Runtimes
Web Runtime
Browser and PWA usage with @meshkit/web.
Use @meshkit/web when MeshKit runs in a browser or PWA. The web runtime detects browser capabilities and helps you keep Core behavior consistent with browser storage, IndexedDB, service workers, and WebCrypto constraints.
Do not expose unrestricted Kubo RPC or privileged provider tokens directly to browser clients.
Install
npm install @meshkit/webCreate A Web Client
import { createMeshkitWeb, detectWebCapabilities } from "@meshkit/web";
const capabilities = detectWebCapabilities();
const mesh = await createMeshkitWeb({
identity: "browser-user",
});
console.log({
keyVault: capabilities.keyVault.trustLevel,
persistentStorage: capabilities.storage.persistent,
provider: mesh.providers.current().name,
});Web Capabilities To Check
| Capability | Why it matters |
|---|---|
| WebCrypto | Required for client-side encryption primitives |
| IndexedDB | Useful for local persistence and cached identity records |
| Service worker | Can help caller-managed background sync, but does not guarantee it |
| Blob/File APIs | Important for uploads and downloads |
| Network access | Browser clients should call safe app/provider boundaries, not raw privileged RPC |
Production Patterns
Good browser production patterns:
- Use app-owned Helia when the browser should own an IPFS node.

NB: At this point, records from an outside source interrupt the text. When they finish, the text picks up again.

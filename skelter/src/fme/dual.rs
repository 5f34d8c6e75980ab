//! Dual description through elimination.
//!
//! The extreme rays of `{x : A x ≥ 0}` are the facet normals of the
//! dual cone `{x : x = Aᵀ y, y ≥ 0}`. Rather than eliminating all of
//! `y` from the raw system, the basic `y` block found by Gaussian
//! elimination is substituted away first, which shrinks the elimination
//! task to the nonbasic `y` variables:
//!
//! 1. assemble the equations `(Aᵀ | −E)` over `(y, x)`,
//! 2. Gauss over the `y` columns: an invertible block `B` on the basic
//!    `y`s, plus the null space of `Aᵀ` (the lineality directions),
//! 3. substituting `y_B = B⁻¹(…)` into `y_B ≥ 0` and appending unit
//!    rows for the nonbasic `y`s yields an all-inequality system over
//!    the nonbasic `y`s and `x`,
//! 4. eliminate the nonbasic `y`s; the trailing `d` columns of the
//!    result are the extreme rays, with the lineality directions
//!    re-attached as sign-flipped pairs.

use super::{FmeOptions, FmeOutput, eliminate};
use crate::SkelterError as Error;
use crate::gauss::gauss;
use crate::matrix::Matrix;
use crate::num::{DefaultNormalizer, Num, Tolerance};

pub fn dual_description_via_elimination<N>(
    inequalities: &Matrix<N>,
    options: &FmeOptions,
    tol: &Tolerance<N>,
) -> Result<FmeOutput<N>, Error>
where
    N: Num + DefaultNormalizer,
{
    let n = inequalities.row_count();
    let d = inequalities.col_count();

    // (Aᵀ | −E), d equations over (y, x).
    let mut equations = Matrix::new(d, n + d);
    for i in 0..d {
        for j in 0..n {
            equations.set(i, j, inequalities.at(j, i).clone());
        }
        equations.set(i, i + n, N::one().ref_neg());
    }

    // Pivots restricted to the y columns.
    let basis = gauss(&equations.transpose(), n, tol);
    let rank = basis.rank;
    let basic: Vec<usize> = basis.perm[..rank].to_vec();

    // B⁻¹ applied to the equations; orient each row so the basic y it
    // solves for has a negative coefficient, making the remaining
    // expression the `y_B ≥ 0` constraint.
    let mut extended = Matrix::product(&basis.preimage, &equations);
    for i in 0..rank {
        if tol.is_positive(extended.at(i, basic[i])) {
            let minus_one = N::one().ref_neg();
            extended.scale_row(i, &minus_one);
        }
    }
    for i in 0..n {
        if !basic.contains(&i) {
            let mut row = vec![N::zero(); n + d];
            row[i] = N::one();
            extended.push_row(&row);
        }
    }

    // Dropping the basic-y columns leaves the system over the nonbasic
    // y's followed by x.
    let kept: Vec<usize> = (0..n + d).filter(|col| !basic.contains(col)).collect();
    let reduced = extended.select_columns(&kept);

    let variables: Vec<usize> = (0..reduced.col_count() - d).collect();
    let outcome = eliminate(&reduced, &variables, options, tol)?;

    // Trailing d columns are the ray coordinates; lineality directions
    // come back as sign-flipped pairs ahead of them.
    let shift = outcome.inequalities.col_count() - d;
    let trailing: Vec<usize> = (shift..shift + d).collect();
    let tail = outcome.inequalities.select_columns(&trailing);

    let mut result = Matrix::with_columns(d);
    for i in 0..basis.nullspace.row_count() {
        result.push_row(basis.nullspace.row(i));
        let negated: Vec<N> = basis.nullspace.row(i).iter().map(Num::ref_neg).collect();
        result.push_row(&negated);
    }
    for i in 0..tail.row_count() {
        result.push_row(tail.row(i));
    }

    Ok(FmeOutput {
        inequalities: result,
        elapsed: outcome.elapsed,
    })
}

- Use an application backend as the trusted boundary for Kubo, metadata, policy, and Filecoin credentials.
- Scope any browser-visible token to the minimum operation possible.
- Persist only safe client state in IndexedDB.
- Keep decrypted content out of analytics, logs, and crash reports.
Avoid:
- Direct browser access to unrestricted Kubo RPC.
- Shipping provider admin tokens in client bundles.
- Treating service-worker sync as guaranteed execution.
- Treating browser key storage as equivalent to a native non-exportable key vault.